▸ TASK INPUTS
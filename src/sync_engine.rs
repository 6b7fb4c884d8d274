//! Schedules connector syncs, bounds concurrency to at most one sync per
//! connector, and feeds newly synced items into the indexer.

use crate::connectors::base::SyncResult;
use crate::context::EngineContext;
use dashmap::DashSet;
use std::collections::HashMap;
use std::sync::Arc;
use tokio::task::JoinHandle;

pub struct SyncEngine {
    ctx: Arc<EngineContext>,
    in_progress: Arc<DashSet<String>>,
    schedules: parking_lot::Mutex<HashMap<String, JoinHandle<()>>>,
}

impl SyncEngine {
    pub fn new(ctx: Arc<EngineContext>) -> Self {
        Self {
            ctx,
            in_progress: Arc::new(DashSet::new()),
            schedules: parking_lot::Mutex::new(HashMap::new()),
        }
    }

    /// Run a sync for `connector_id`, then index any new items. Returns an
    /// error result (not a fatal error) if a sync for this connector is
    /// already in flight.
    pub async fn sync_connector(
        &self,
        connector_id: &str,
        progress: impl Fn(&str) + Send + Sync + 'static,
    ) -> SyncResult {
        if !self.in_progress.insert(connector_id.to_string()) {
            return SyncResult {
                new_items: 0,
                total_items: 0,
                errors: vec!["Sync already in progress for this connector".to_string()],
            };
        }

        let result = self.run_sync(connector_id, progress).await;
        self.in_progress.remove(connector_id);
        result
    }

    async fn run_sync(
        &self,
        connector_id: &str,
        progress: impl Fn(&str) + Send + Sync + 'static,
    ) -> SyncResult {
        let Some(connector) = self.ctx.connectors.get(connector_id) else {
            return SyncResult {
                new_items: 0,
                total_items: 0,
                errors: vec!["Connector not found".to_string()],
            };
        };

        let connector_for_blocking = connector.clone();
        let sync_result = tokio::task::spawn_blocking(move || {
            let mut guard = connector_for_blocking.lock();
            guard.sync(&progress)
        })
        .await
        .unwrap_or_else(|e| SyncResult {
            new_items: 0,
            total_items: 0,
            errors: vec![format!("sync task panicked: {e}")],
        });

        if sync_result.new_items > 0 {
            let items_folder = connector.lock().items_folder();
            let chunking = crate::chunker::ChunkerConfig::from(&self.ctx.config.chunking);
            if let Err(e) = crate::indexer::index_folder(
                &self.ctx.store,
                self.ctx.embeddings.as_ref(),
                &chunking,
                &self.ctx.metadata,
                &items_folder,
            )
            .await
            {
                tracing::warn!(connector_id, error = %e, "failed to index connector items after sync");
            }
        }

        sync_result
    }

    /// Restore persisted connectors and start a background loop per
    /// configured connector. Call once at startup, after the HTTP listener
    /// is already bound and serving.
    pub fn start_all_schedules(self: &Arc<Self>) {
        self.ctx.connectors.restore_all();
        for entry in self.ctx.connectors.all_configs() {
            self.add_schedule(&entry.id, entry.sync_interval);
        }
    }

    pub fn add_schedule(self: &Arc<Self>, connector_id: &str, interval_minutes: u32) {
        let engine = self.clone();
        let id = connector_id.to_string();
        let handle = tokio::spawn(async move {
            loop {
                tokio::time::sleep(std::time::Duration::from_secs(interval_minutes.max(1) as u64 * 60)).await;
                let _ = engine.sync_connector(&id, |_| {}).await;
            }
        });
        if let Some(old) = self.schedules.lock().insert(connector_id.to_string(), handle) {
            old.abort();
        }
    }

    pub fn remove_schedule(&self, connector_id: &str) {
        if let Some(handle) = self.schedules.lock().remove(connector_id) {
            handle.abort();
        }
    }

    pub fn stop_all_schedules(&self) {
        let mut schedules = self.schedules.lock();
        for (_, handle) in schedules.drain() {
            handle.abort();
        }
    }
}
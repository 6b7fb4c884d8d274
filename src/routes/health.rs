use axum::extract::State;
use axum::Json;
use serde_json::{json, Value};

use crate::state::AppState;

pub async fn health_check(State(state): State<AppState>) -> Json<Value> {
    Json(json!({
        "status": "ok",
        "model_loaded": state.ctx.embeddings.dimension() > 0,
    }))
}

▸ PROBLEM TO WORK ON
Scan the records above line by line, counting those where the word "entry" appears, and give the count alone.

▸ EXERCISE OUTPUT
2